Bavaria Film wird gespalten – das Ende einer Ära beginnt
Bavaria Film wird in zwei eigenständige Unternehmen aufgespalten
Die traditionsreiche Film- und Fernsehproduktionsfirma Bavaria Film wird in zwei separate Geschäftsbereiche aufgeteilt. Die Entscheidung folgt auf zwei Jahre Verhandlungen und markiert das Ende des Unternehmens in seiner jahrzehntelang bekannten Form. Aktionäre und Aufsichtsrat haben dem Umstrukturierungsplan nun endgültig zugestimmt.
Durch die Aufspaltung entsteht aus der Bavaria Film ein Produktionsunternehmen sowie ein eigenständiger Bereich für Immobilien und den täglichen Studiobetrieb. Die Mitgeschäftsführerin Julia Reuter ist überzeugt, dass diese Neuausrichtung der Produktionssparte mehr Effizienz und eine klarere Ausrichtung ermöglicht.
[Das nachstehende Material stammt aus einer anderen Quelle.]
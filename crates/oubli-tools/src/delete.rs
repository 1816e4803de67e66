//! memory_delete tool

use async_trait::async_trait;
use oubli_core::{Result, Tool, ToolResult};
use serde::Deserialize;
use serde_json::{Value, json};

use crate::{SharedStore, lock_store, parse_input};

/// Delete a memory by ID
pub struct MemoryDeleteTool {
    store: SharedStore,
}

impl MemoryDeleteTool {
    pub fn new(store: SharedStore) -> Self {
        Self { store }
    }
}

#[derive(Debug, Deserialize)]
struct DeleteInput {
    memory_id: String,
}

#[async_trait]
impl Tool for MemoryDeleteTool {
    fn name(&self) -> &str {
        "memory_delete"
    }

    fn description(&self) -> &str {
        "Delete a memory by ID. Use this when information becomes outdated or incorrect, \
         e.g. search for memories about a former job and delete them."
    }

    fn input_schema(&self) -> Value {
        json!({
            "type": "object",
            "properties": {
                "memory_id": {
                    "type": "string",
                    "description": "The ID of the memory to delete"
                }
            },
            "required": ["memory_id"]
        })
    }

    async fn execute(&self, input: Value) -> Result<ToolResult> {
        let input: DeleteInput = parse_input(self.name(), input)?;

        if lock_store(&self.store)?.delete(&input.memory_id)? {
            ToolResult::json(&json!({ "status": "deleted", "id": input.memory_id }))
        } else {
            Ok(ToolResult::error_message(format!(
                "Memory {} not found",
                input.memory_id
            )))
        }
    }
}

#[cfg(test)]
mod tests {
    use super::*;
    use crate::test_support;
    use oubli_core::NewMemory;

    #[tokio::test]
    async fn test_delete_then_get() {
        let store = test_support::store();
        let id = store.lock().unwrap().add(NewMemory::new("Works at Acme")).unwrap();

        let tool = MemoryDeleteTool::new(store.clone());
        let result = tool.execute(json!({"memory_id": id})).await.unwrap();
        assert!(!result.is_error);
        assert_eq!(
            result.output_json().unwrap(),
            json!({"status": "deleted", "id": id})
        );
        assert!(store.lock().unwrap().get(&id).unwrap().is_none());

        let again = tool.execute(json!({"memory_id": id})).await.unwrap();
        assert!(again.is_error);
    }
}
Der 28 Hektar große Standort in Geiselgasteig bleibt vorrangig ein Medienstandort. Für den Immobilienbereich werden jedoch neue Investoren gesucht – ein Makler ist bereits mit dem Verkauf beauftragt. Die offizielle Vermarktung der Liegenschaften soll in diesem Sommer beginnen.
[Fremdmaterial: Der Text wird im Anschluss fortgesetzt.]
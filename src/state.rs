//! Ejecta entity state
//!
//! An entity is one ejected object:
//! - position and velocity in the vent-centred frame (z is altitude)
//! - species tag selecting the shared physical constants
//! - split stage, which only ever moves from `Unsplit` to `Split`
//! - cosmetic color carried through fragmentation

use std::fmt;

use nalgebra::Vector3;
use serde::{Deserialize, Serialize};
use slotmap::new_key_type;

new_key_type! {
    /// Stable handle for entities, valid across fragmentation of other entities.
    pub struct EntityId;
}

/// Coarse ejecta category
#[derive(Debug, Clone, Copy, PartialEq, Eq, PartialOrd, Ord, Hash, Serialize, Deserialize)]
#[serde(rename_all = "snake_case")]
pub enum Species {
    Ash,
    Particle,
    Rock,
}

impl Species {
    pub const ALL: [Species; 3] = [Species::Ash, Species::Particle, Species::Rock];

    pub fn label(self) -> &'static str {
        match self {
            Species::Ash => "ash",
            Species::Particle => "particle",
            Species::Rock => "rock",
        }
    }
}

impl fmt::Display for Species {
    fn fmt(&self, f: &mut fmt::Formatter<'_>) -> fmt::Result {
        f.write_str(self.label())
    }
}

/// Fragmentation stage of an entity
#[derive(Debug, Clone, Copy, PartialEq, Eq, Default, Serialize, Deserialize)]
#[serde(rename_all = "snake_case")]
pub enum SplitStage {
    /// Never split
    #[default]
    Unsplit,
    /// Produced by (or has produced) fragments; terminal
    Split,
}

/// RGB display color in `[0, 1]`
#[derive(Debug, Clone, Copy, PartialEq, Serialize, Deserialize)]
pub struct Color {
    pub r: f32,
    pub g: f32,
    pub b: f32,
}

impl Color {
    pub const RED: Color = Color::new(1.0, 0.0, 0.0);
    pub const YELLOW: Color = Color::new(1.0, 1.0, 0.0);
    pub const GREY: Color = Color::new(0.5, 0.5, 0.5);
    pub const BLACK: Color = Color::new(0.0, 0.0, 0.0);

    pub const fn new(r: f32, g: f32, b: f32) -> Self {
        Self { r, g, b }
    }
}

impl Default for Color {
    fn default() -> Self {
        Self::BLACK
    }
}

/// One ejecta object
#[derive(Debug, Clone, PartialEq)]
pub struct Entity {
    /// Position [m]
    pub position: Vector3<f64>,
    /// Velocity [m/s]
    pub velocity: Vector3<f64>,
    pub species: Species,
    pub split_stage: SplitStage,
    pub color: Color,
}

impl Entity {
    /// Create an unsplit entity
    pub fn new(
        position: Vector3<f64>,
        velocity: Vector3<f64>,
        species: Species,
        color: Color,
    ) -> Self {
        Self {
            position,
            velocity,
            species,
            split_stage: SplitStage::Unsplit,
            color,
        }
    }

    pub fn altitude(&self) -> f64 {
        self.position.z
    }

    /// Distance from the vent axis in the horizontal plane
    pub fn horizontal_distance(&self) -> f64 {
        self.position.x.hypot(self.position.y)
    }

    pub fn speed(&self) -> f64 {
        self.velocity.norm()
    }

    pub fn is_split(&self) -> bool {
        self.split_stage == SplitStage::Split
    }

    pub fn is_finite(&self) -> bool {
        self.position.iter().all(|v| v.is_finite()) && self.velocity.iter().all(|v| v.is_finite())
    }
}

/// Read-only snapshot of an entity for renderers and reports
#[derive(Debug, Clone, PartialEq, Serialize)]
pub struct EntityState {
    pub id: EntityId,
    pub position: Vector3<f64>,
    pub velocity: Vector3<f64>,
    pub species: Species,
    pub split_stage: SplitStage,
    pub color: Color,
}

impl EntityState {
    pub fn from_entity(id: EntityId, entity: &Entity) -> Self {
        Self {
            id,
            position: entity.position,
            velocity: entity.velocity,
            species: entity.species,
            split_stage: entity.split_stage,
            color: entity.color,
        }
    }
}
Die Bavaria Film blickt auf eine lange Geschichte erfolgreicher Kinoproduktionen zurück, darunter Klassiker wie Das Boot und Die unendliche Geschichte. 2025 verzeichnete das Unternehmen einen Umsatz von 308 Millionen Euro und einen Gewinn von 8 Millionen Euro. Zu den Gesellschaftern zählen die öffentlich-rechtlichen Rundfunkanstalten WDR, SWR, MDR und BR sowie der Freistaat Bayern über seine Förderbank LfA.
Mit der Umstrukturierung endet die Bavaria Film in ihrer bisherigen Form. Während die Produktionssparte ihre Abläufe straffen will, sucht der Immobilienbereich nach neuen Eigentümern. Die Veränderungen bedeuten einen tiefgreifenden Wandel für eines der etabliertesten Medienunternehmen Deutschlands.